Lines below that include "MORE" are the answer; copy each one.

Dataset records
-=-=-=-=-

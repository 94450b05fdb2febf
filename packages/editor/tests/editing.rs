//! Integration tests for the editor: numbering, pagination and events

use scriptory_document::{BlockId, BlockSource, Document, DocumentId, Run};
use scriptory_editor::{Command, Editor, EditorEvent, RenumberReason};
use scriptory_layout::{paginate, FragmentReason};
use scriptory_templates::{
    builtin, BlockKind, DocumentType, NumberingClass, SplitPolicy, TemplateId, TemplateRegistry,
};
use std::sync::Arc;

fn editor() -> Editor {
    Editor::new(
        Document::new(DocumentId::new("feature"), DocumentType::Screenplay),
        Arc::new(TemplateRegistry::with_builtins()),
    )
}

fn append(editor: &mut Editor, kind: BlockKind, text: &str) -> BlockId {
    let root = editor.document().root();
    let index = editor.tree().children(root).len();
    editor
        .apply(Command::InsertBlock {
            parent: root,
            index,
            kind,
            runs: vec![Run::plain(text)],
        })
        .unwrap()
        .touched[0]
}

/// Action text that wraps to exactly `lines` lines (60 columns each)
fn action_lines(lines: usize) -> String {
    vec!["x".repeat(59); lines].join(" ")
}

fn label(editor: &Editor, block: BlockId) -> Option<String> {
    editor
        .tree()
        .get(block)
        .and_then(|b| b.numbering.as_ref())
        .map(|n| n.label.to_string())
}

fn renumber_events(events: &[EditorEvent]) -> Vec<&EditorEvent> {
    events
        .iter()
        .filter(|e| matches!(e, EditorEvent::RenumberPerformed { .. }))
        .collect()
}

#[test]
fn test_heading_inserted_at_page_bottom_moves_to_next_page() {
    let mut editor = editor();
    let filler = append(&mut editor, BlockKind::Action, &action_lines(50));
    append(&mut editor, BlockKind::Action, &action_lines(4));

    // The heading would still fit on page one, but nothing after it would
    let root = editor.document().root();
    let heading = editor
        .apply(Command::InsertBlock {
            parent: root,
            index: 1,
            kind: BlockKind::SceneHeading,
            runs: vec![Run::plain("EXT. ROOF - NIGHT")],
        })
        .unwrap()
        .touched[0];

    let layout = editor.layout().unwrap();
    assert_eq!(layout.page_of(filler), Some(1));
    assert_eq!(layout.page_of(heading), Some(2));
    assert_eq!(layout.pages[0].fragments.len(), 1);
}

#[test]
fn test_locked_numbering_leaves_new_scenes_unnumbered() {
    let mut editor = editor();
    let scenes: Vec<BlockId> = (1..=3)
        .map(|i| append(&mut editor, BlockKind::SceneHeading, &format!("INT. ROOM {} - DAY", i)))
        .collect();

    let result = editor
        .apply(Command::LockNumbering {
            class: NumberingClass::Scene,
        })
        .unwrap();
    assert!(renumber_events(&result.events).is_empty());

    let mut added = Vec::new();
    for i in 4..=6 {
        let root = editor.document().root();
        let index = editor.tree().children(root).len();
        let result = editor
            .apply(Command::InsertBlock {
                parent: root,
                index,
                kind: BlockKind::SceneHeading,
                runs: vec![Run::plain(format!("EXT. FIELD {} - DAY", i))],
            })
            .unwrap();
        assert!(renumber_events(&result.events).is_empty());
        added.push(result.touched[0]);
    }

    for (i, scene) in scenes.iter().enumerate() {
        let numbering = editor.tree().get(*scene).unwrap().numbering.clone().unwrap();
        assert_eq!(numbering.label.to_string(), (i + 1).to_string());
        assert!(numbering.locked);
    }
    for scene in added {
        assert_eq!(label(&editor, scene), None);
    }
}

#[test]
fn test_long_dialogue_splits_with_one_marker_pair() {
    let mut editor = editor();
    // 46 lines, a gap and the cue leave 5 lines of page one
    append(&mut editor, BlockKind::Action, &action_lines(46));
    append(&mut editor, BlockKind::Character, "Anna");

    // Forty lines at 35 columns with no sentence breaks
    let text = vec!["x".repeat(34); 40].join(" ");
    let root = editor.document().root();
    let result = editor
        .apply(Command::InsertBlock {
            parent: root,
            index: 2,
            kind: BlockKind::Dialogue,
            runs: vec![Run::plain(text.clone())],
        })
        .unwrap();
    let dialogue = result.touched[0];

    let layout = editor.layout().unwrap();
    let pieces = layout.fragments_of(dialogue);
    assert_eq!(pieces.len(), 2);
    let (head_page, head) = pieces[0];
    let (tail_page, tail) = pieces[1];
    assert_eq!((head_page, tail_page), (1, 2));
    // One of the five lines goes to (MORE)
    assert_eq!(head.lines, 4);
    assert_eq!(head.lines + tail.lines, 40);
    assert_eq!(head.trail.as_deref(), Some("(MORE)"));
    assert!(head.lead_in.is_none());
    assert_eq!(tail.lead_in.as_deref(), Some("ANNA (CONT'D)"));
    assert!(tail.trail.is_none());
    assert_eq!(tail.reason, FragmentReason::SplitContinuation);

    // The continuation opens page two
    assert_eq!(layout.pages[1].fragments[0].block, dialogue);

    // No text lost or duplicated across the split
    let joined: String = text.chars().take(head.range.end).collect::<String>()
        + &text.chars().skip(tail.range.start).collect::<String>();
    assert_eq!(head.range.end, tail.range.start);
    assert_eq!(joined, text);

    let markers: Vec<&EditorEvent> = result
        .events
        .iter()
        .filter(|e| matches!(e, EditorEvent::MarkerInserted { .. }))
        .collect();
    assert_eq!(
        markers,
        vec![&EditorEvent::MarkerInserted {
            block: dialogue,
            page: 1,
            split_offset: tail.range.start,
            speaker: Some("ANNA".to_string()),
        }]
    );
    assert_eq!(editor.document().continuity.len(), 1);
}

/// Screenplay layout with the heading and dialogue break flags relaxed
fn relaxed_editor() -> Editor {
    let mut template = builtin::screenplay();
    template.id = TemplateId::new("relaxed");
    if let Some(style) = template.styles.get_mut(&BlockKind::SceneHeading) {
        style.keep_with_next = false;
    }
    if let Some(style) = template.styles.get_mut(&BlockKind::Dialogue) {
        style.split = SplitPolicy::Anywhere;
    }

    Editor::new(
        Document::with_template(
            DocumentId::new("relaxed"),
            DocumentType::Screenplay,
            TemplateId::new("relaxed"),
        ),
        Arc::new(TemplateRegistry::with_builtins().extended([template])),
    )
}

#[test]
fn test_break_rules_hold_under_relaxed_template() {
    let mut editor = relaxed_editor();
    assert_eq!(editor.template().id.as_str(), "relaxed");

    append(&mut editor, BlockKind::Action, &action_lines(50));
    let heading = append(&mut editor, BlockKind::SceneHeading, "EXT. ROOF - NIGHT");
    append(&mut editor, BlockKind::Action, &action_lines(4));
    let layout = editor.layout().unwrap();
    assert_eq!(layout.page_of(heading), Some(2));

    let mut editor = relaxed_editor();
    append(&mut editor, BlockKind::Action, &action_lines(46));
    append(&mut editor, BlockKind::Character, "Anna");
    let dialogue = append(&mut editor, BlockKind::Dialogue, &vec!["x".repeat(34); 40].join(" "));

    let pieces = editor.layout().unwrap().fragments_of(dialogue);
    assert_eq!(pieces.len(), 2);
    assert_eq!(pieces[0].1.trail.as_deref(), Some("(MORE)"));
    assert_eq!(pieces[1].1.lead_in.as_deref(), Some("ANNA (CONT'D)"));
}

#[test]
fn test_delete_inside_locked_range_only_renumbers_trailing_scenes() {
    let mut editor = editor();
    let scenes: Vec<BlockId> = (1..=8)
        .map(|i| append(&mut editor, BlockKind::SceneHeading, &format!("INT. ROOM {} - DAY", i)))
        .collect();

    let result = editor
        .apply(Command::LockRange {
            class: NumberingClass::Scene,
            first: scenes[0],
            last: scenes[4],
        })
        .unwrap();
    assert!(renumber_events(&result.events).is_empty());
    assert!(editor.tree().get(scenes[4]).unwrap().numbering.as_ref().unwrap().locked);
    assert!(!editor.tree().get(scenes[5]).unwrap().numbering.as_ref().unwrap().locked);

    // Inside the locked range: nobody moves
    let result = editor.apply(Command::DeleteBlock { block: scenes[2] }).unwrap();
    assert!(renumber_events(&result.events).is_empty());
    assert_eq!(label(&editor, scenes[3]).as_deref(), Some("4"));
    assert_eq!(label(&editor, scenes[5]).as_deref(), Some("6"));

    // In the trailing range: later scenes close the gap
    let result = editor.apply(Command::DeleteBlock { block: scenes[6] }).unwrap();
    assert_eq!(
        renumber_events(&result.events),
        vec![&EditorEvent::RenumberPerformed {
            class: NumberingClass::Scene,
            reason: RenumberReason::Structural,
            blocks: vec![scenes[7]],
        }]
    );
    assert_eq!(label(&editor, scenes[7]).as_deref(), Some("7"));
    assert_eq!(label(&editor, scenes[4]).as_deref(), Some("5"));
}

#[test]
fn test_unlocked_numbering_stays_contiguous() -> anyhow::Result<()> {
    let mut editor = editor();
    let root = editor.document().root();
    let mut scenes = Vec::new();
    for i in 0..6 {
        scenes.push(append(&mut editor, BlockKind::SceneHeading, &format!("INT. ROOM {}", i)));
        append(&mut editor, BlockKind::Action, "Beat.");
    }

    editor.apply(Command::MoveBlock {
        block: scenes[5],
        new_parent: root,
        index: 0,
    })?;
    editor.apply(Command::DeleteBlock { block: scenes[2] })?;
    editor.apply(Command::InsertBlock {
        parent: root,
        index: 3,
        kind: BlockKind::SceneHeading,
        runs: vec![Run::plain("EXT. GATE")],
    })?;
    editor.apply(Command::SetKind {
        block: scenes[0],
        kind: BlockKind::Action,
    })?;

    let template = editor.template().clone();
    let labels: Vec<String> = editor
        .tree()
        .document_order()
        .into_iter()
        .filter(|id| template.numbering_class(editor.tree().get(*id).unwrap().kind).is_some())
        .filter_map(|id| label(&editor, id))
        .collect();
    let expected: Vec<String> = (1..=labels.len()).map(|n| n.to_string()).collect();
    // Six scenes, one deleted, one retyped, one inserted
    assert_eq!(labels.len(), 5);
    assert_eq!(labels, expected);
    assert_eq!(label(&editor, scenes[5]).as_deref(), Some("1"));
    assert_eq!(label(&editor, scenes[0]), None);
    Ok(())
}

#[test]
fn test_duplicate_numbers_force_full_renumber() {
    let mut editor = editor();
    let a = append(&mut editor, BlockKind::SceneHeading, "INT. A");
    let b = append(&mut editor, BlockKind::SceneHeading, "INT. B");
    editor
        .apply(Command::LockNumbering {
            class: NumberingClass::Scene,
        })
        .unwrap();

    let numbering = editor.tree().get(a).unwrap().numbering.clone();
    let result = editor.apply(Command::SetNumber { block: b, numbering }).unwrap();

    assert_eq!(
        renumber_events(&result.events),
        vec![&EditorEvent::RenumberPerformed {
            class: NumberingClass::Scene,
            reason: RenumberReason::Conflict,
            blocks: vec![b],
        }]
    );
    assert_eq!(label(&editor, a).as_deref(), Some("1"));
    assert_eq!(label(&editor, b).as_deref(), Some("2"));
}

#[test]
fn test_same_edits_give_same_pages() {
    let run = || {
        let mut editor = editor();
        for i in 0..12 {
            append(&mut editor, BlockKind::SceneHeading, &format!("INT. ROOM {} - NIGHT", i));
            append(&mut editor, BlockKind::Action, &action_lines(3 + i % 5));
            append(&mut editor, BlockKind::Character, "Bob");
            append(&mut editor, BlockKind::Dialogue, &"Not tonight. ".repeat(4 + i));
        }
        let block = editor.tree().document_order()[9];
        editor.type_text(block, 0, "Later, ").unwrap();
        editor
    };

    let first = run();
    let second = run();
    let first_layout = first.layout().unwrap();
    assert_eq!(first_layout.to_json(), second.layout().unwrap().to_json());
    assert_eq!(first.tree().live_blocks(), second.tree().live_blocks());

    // Incremental layout after every edit matches one full run
    let full = paginate(first.tree(), first.template());
    assert_eq!(first_layout.to_json(), full.to_json());
}

#[test]
fn test_overflow_is_reported_once() {
    let mut editor = editor();
    let root = editor.document().root();
    let result = editor
        .apply(Command::InsertBlock {
            parent: root,
            index: 0,
            kind: BlockKind::SceneHeading,
            runs: vec![Run::plain(action_lines(60))],
        })
        .unwrap();
    let heading = result.touched[0];
    assert!(result
        .events
        .iter()
        .any(|e| matches!(e, EditorEvent::OverflowWarning { block, .. } if *block == heading)));

    let result = editor.type_text(heading, 0, "x").unwrap();
    assert!(!result
        .events
        .iter()
        .any(|e| matches!(e, EditorEvent::OverflowWarning { .. })));
}

#[test]
fn test_subscribers_receive_events() {
    let mut editor = editor();
    let mut events = editor.subscribe();
    let scenes: Vec<BlockId> = (0..3)
        .map(|i| append(&mut editor, BlockKind::SceneHeading, &format!("INT. ROOM {}", i)))
        .collect();

    let result = editor.apply(Command::DeleteBlock { block: scenes[0] }).unwrap();
    let expected = EditorEvent::RenumberPerformed {
        class: NumberingClass::Scene,
        reason: RenumberReason::Structural,
        blocks: vec![scenes[1], scenes[2]],
    };
    assert_eq!(renumber_events(&result.events), vec![&expected]);

    let mut received = Vec::new();
    while let Ok(event) = events.try_recv() {
        received.push(event);
    }
    assert_eq!(received, vec![expected]);
}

-=-=-=-=-

Solution for this exercise:
    // One of the five lines goes to (MORE)
    assert_eq!(head.trail.as_deref(), Some("(MORE)"));
    assert_eq!(pieces[0].1.trail.as_deref(), Some("(MORE)"));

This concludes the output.